*What is needed*. In the listing beneath this line, copy exactly the lines starting with the one containing "return self.default_display(ticket);" and going on through the one containing "pub fn form_data_arrays(&self, ticket: &Ticket)".

*Record set*.
+++++

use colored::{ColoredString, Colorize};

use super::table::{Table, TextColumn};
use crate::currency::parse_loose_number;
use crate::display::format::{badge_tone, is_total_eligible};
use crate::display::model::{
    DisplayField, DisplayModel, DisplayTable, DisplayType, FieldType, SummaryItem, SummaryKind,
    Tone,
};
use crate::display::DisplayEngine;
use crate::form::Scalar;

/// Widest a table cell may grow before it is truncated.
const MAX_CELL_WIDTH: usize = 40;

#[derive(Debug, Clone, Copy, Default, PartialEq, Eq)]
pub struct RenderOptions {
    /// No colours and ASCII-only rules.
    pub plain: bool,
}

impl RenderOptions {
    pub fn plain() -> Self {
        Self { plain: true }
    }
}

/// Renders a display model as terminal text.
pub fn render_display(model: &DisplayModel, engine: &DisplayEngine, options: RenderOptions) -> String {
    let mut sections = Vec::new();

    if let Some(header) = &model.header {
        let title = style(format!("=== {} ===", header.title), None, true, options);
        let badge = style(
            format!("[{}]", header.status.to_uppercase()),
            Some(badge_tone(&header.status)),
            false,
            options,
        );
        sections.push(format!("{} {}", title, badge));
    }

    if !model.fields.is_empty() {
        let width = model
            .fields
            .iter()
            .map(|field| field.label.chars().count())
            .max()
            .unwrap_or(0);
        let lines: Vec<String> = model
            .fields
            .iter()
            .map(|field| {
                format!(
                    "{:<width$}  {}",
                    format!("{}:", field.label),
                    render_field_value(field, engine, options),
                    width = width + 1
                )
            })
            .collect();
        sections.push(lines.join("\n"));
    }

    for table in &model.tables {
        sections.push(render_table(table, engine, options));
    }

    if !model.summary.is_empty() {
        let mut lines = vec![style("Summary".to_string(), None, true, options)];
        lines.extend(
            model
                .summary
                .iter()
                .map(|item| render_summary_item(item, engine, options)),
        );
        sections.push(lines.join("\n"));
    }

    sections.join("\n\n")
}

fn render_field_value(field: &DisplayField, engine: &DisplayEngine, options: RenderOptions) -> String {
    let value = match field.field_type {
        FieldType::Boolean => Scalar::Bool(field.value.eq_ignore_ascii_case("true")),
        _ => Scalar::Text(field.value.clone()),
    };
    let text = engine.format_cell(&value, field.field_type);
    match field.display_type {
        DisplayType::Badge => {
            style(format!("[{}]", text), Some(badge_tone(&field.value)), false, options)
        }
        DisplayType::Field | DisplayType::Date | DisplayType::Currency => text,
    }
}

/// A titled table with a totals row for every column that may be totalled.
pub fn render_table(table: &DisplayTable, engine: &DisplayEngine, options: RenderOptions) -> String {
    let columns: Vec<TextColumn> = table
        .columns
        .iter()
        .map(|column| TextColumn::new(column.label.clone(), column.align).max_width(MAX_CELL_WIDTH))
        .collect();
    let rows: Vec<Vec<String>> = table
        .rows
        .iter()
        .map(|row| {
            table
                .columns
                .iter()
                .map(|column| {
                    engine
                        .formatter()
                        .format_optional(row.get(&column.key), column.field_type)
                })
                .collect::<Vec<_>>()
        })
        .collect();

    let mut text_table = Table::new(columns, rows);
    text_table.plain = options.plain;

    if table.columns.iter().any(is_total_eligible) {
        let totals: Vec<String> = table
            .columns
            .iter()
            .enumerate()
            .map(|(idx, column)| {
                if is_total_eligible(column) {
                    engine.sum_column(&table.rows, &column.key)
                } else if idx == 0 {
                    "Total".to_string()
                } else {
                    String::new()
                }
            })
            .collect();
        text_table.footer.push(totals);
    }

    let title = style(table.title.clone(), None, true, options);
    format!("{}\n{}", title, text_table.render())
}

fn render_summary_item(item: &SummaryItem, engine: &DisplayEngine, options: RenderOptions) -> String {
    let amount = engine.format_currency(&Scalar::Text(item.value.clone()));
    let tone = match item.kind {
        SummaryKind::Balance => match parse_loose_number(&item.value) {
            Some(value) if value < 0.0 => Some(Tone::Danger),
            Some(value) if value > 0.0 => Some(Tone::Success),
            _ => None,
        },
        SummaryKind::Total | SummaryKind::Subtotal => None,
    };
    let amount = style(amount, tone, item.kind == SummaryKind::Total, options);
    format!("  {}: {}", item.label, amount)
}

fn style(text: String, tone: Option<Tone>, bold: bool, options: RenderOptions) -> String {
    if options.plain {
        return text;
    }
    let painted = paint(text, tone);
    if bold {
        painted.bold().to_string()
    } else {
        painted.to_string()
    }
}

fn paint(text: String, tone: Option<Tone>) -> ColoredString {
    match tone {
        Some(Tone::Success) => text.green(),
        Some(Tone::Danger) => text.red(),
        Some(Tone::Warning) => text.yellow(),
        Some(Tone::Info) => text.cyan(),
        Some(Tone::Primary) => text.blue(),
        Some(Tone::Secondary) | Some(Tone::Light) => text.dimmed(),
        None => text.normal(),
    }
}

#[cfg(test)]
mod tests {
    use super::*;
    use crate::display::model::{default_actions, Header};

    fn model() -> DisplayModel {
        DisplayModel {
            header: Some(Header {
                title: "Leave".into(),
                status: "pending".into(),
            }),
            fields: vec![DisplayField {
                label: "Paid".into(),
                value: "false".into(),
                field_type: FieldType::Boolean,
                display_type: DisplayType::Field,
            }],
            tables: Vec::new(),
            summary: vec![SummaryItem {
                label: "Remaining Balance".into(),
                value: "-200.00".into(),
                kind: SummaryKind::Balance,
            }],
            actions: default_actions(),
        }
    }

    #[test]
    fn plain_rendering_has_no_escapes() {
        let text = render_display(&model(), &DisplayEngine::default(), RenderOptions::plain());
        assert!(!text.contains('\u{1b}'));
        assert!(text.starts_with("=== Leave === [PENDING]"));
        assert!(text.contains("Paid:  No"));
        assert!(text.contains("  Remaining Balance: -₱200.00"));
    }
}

+++++

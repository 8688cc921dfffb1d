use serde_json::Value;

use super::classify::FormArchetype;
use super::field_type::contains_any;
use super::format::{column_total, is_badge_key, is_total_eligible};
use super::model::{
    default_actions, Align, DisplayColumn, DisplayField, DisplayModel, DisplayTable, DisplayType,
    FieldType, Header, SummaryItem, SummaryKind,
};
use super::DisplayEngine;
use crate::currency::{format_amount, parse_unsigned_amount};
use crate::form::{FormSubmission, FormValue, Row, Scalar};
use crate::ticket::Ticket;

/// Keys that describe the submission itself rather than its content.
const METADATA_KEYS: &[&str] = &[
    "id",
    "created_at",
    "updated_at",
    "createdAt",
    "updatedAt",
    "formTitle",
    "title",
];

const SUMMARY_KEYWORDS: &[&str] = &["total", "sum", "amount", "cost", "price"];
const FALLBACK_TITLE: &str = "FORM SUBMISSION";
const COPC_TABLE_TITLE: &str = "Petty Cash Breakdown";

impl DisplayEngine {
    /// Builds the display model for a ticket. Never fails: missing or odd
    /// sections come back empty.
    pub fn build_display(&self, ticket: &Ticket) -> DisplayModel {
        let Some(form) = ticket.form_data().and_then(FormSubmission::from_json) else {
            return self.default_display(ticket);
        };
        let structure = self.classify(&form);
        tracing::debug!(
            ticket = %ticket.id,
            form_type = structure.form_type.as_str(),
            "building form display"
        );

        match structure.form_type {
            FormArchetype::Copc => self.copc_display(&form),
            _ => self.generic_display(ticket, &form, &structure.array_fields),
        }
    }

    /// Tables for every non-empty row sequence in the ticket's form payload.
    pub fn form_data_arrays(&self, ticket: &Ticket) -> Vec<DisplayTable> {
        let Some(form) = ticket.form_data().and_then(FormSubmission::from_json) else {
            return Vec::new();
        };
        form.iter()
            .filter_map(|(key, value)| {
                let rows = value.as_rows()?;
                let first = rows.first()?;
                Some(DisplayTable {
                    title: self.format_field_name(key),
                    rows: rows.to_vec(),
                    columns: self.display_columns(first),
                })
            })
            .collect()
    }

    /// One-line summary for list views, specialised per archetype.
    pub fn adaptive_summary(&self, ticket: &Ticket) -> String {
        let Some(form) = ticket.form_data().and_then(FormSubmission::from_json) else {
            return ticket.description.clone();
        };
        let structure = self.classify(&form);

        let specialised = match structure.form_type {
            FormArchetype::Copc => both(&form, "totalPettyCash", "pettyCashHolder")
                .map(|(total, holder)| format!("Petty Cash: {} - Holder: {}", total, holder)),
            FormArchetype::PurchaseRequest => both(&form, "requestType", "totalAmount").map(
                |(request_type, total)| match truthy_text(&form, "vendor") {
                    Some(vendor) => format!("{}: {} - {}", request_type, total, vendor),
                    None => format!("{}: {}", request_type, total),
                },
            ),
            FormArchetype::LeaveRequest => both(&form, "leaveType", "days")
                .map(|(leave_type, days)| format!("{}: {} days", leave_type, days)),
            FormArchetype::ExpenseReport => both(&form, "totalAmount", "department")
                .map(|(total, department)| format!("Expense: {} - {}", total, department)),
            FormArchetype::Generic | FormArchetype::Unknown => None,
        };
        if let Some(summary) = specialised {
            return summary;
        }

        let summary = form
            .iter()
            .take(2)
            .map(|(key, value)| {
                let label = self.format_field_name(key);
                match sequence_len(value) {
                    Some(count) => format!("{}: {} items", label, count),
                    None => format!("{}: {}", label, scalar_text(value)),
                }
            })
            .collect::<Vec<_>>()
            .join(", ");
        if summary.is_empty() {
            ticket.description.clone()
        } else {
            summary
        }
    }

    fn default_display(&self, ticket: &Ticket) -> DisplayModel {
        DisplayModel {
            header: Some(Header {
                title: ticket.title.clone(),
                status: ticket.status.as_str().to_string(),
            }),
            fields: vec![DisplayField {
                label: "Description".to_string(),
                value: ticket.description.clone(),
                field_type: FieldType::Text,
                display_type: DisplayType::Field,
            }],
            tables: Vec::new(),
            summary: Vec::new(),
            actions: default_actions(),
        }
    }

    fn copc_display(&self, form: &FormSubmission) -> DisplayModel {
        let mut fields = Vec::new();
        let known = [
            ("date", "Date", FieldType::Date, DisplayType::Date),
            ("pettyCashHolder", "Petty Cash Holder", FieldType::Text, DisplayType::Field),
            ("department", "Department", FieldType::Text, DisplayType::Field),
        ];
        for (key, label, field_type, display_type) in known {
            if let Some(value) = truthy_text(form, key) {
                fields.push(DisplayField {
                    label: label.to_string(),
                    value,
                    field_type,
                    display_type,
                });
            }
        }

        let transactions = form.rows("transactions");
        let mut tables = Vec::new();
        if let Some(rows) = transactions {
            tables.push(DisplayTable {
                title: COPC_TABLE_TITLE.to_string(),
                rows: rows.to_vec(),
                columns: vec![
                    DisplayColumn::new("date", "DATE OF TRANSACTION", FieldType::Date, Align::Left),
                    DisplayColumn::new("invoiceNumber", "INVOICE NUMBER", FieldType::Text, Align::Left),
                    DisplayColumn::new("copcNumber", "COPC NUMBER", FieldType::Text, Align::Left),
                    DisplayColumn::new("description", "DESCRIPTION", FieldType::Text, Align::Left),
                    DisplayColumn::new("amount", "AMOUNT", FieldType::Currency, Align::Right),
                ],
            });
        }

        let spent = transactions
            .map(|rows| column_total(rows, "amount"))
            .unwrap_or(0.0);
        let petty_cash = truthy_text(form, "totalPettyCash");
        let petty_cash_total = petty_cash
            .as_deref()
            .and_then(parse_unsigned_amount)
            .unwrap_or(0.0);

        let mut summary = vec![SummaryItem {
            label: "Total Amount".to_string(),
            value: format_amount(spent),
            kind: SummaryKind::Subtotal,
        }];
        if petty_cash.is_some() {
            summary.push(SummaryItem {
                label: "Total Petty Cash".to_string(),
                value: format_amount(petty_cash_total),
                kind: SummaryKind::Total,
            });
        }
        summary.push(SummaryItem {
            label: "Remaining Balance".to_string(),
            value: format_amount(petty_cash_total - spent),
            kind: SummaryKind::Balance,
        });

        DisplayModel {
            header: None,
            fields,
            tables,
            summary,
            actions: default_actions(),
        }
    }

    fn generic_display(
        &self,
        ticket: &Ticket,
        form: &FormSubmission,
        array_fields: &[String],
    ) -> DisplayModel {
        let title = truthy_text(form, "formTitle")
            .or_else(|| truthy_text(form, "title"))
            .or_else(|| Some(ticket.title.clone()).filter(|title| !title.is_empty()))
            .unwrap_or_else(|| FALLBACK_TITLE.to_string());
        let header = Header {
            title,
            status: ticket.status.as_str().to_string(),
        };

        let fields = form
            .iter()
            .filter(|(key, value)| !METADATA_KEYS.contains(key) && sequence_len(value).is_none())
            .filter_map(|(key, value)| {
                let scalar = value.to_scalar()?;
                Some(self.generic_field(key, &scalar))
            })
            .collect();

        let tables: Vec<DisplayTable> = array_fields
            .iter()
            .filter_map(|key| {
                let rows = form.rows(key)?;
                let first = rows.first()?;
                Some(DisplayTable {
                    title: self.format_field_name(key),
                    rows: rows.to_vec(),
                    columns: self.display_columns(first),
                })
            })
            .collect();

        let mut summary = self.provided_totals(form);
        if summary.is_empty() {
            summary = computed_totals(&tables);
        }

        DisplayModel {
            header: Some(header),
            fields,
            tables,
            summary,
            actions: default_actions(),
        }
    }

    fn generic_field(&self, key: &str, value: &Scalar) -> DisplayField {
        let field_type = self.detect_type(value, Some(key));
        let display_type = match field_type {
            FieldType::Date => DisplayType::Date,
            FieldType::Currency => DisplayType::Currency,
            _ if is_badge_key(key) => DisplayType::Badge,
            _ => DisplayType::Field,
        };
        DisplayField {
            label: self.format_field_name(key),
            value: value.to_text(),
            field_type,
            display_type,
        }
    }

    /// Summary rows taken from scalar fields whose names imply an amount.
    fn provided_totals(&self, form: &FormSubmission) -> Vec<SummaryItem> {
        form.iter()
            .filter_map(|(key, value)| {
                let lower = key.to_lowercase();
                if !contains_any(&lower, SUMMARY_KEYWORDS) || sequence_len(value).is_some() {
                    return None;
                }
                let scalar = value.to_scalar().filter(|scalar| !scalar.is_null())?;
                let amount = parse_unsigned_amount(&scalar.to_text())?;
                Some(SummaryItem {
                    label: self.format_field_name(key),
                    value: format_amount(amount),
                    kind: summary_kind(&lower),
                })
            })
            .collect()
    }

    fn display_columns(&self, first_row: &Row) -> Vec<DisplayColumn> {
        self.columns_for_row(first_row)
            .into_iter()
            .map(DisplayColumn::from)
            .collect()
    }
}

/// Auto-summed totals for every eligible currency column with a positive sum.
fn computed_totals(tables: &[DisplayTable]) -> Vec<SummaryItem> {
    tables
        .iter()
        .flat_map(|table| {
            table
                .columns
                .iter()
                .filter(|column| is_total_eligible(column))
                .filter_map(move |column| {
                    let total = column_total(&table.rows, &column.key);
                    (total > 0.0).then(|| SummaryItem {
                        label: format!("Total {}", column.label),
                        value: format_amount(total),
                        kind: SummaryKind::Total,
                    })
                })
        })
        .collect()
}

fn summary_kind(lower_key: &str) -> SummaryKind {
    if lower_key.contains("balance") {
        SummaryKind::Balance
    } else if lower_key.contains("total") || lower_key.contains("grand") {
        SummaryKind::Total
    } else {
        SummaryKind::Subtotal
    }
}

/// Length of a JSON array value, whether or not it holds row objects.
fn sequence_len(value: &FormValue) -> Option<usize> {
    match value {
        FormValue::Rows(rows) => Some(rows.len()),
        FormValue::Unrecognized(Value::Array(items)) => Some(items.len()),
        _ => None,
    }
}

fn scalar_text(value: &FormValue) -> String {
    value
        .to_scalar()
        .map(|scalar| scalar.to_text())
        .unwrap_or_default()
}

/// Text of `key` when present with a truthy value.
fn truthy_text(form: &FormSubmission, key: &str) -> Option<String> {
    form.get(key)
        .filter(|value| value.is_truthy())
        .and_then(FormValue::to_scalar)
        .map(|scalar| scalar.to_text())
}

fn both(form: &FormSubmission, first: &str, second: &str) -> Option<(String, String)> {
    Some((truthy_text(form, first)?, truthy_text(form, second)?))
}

+++++

*Task response*.
            return self.default_display(ticket);
        };
        let structure = self.classify(&form);
        tracing::debug!(
            ticket = %ticket.id,
            form_type = structure.form_type.as_str(),
            "building form display"
        );

        match structure.form_type {
            FormArchetype::Copc => self.copc_display(&form),
            _ => self.generic_display(ticket, &form, &structure.array_fields),
        }
    }

    /// Tables for every non-empty row sequence in the ticket's form payload.
    pub fn form_data_arrays(&self, ticket: &Ticket) -> Vec<DisplayTable> {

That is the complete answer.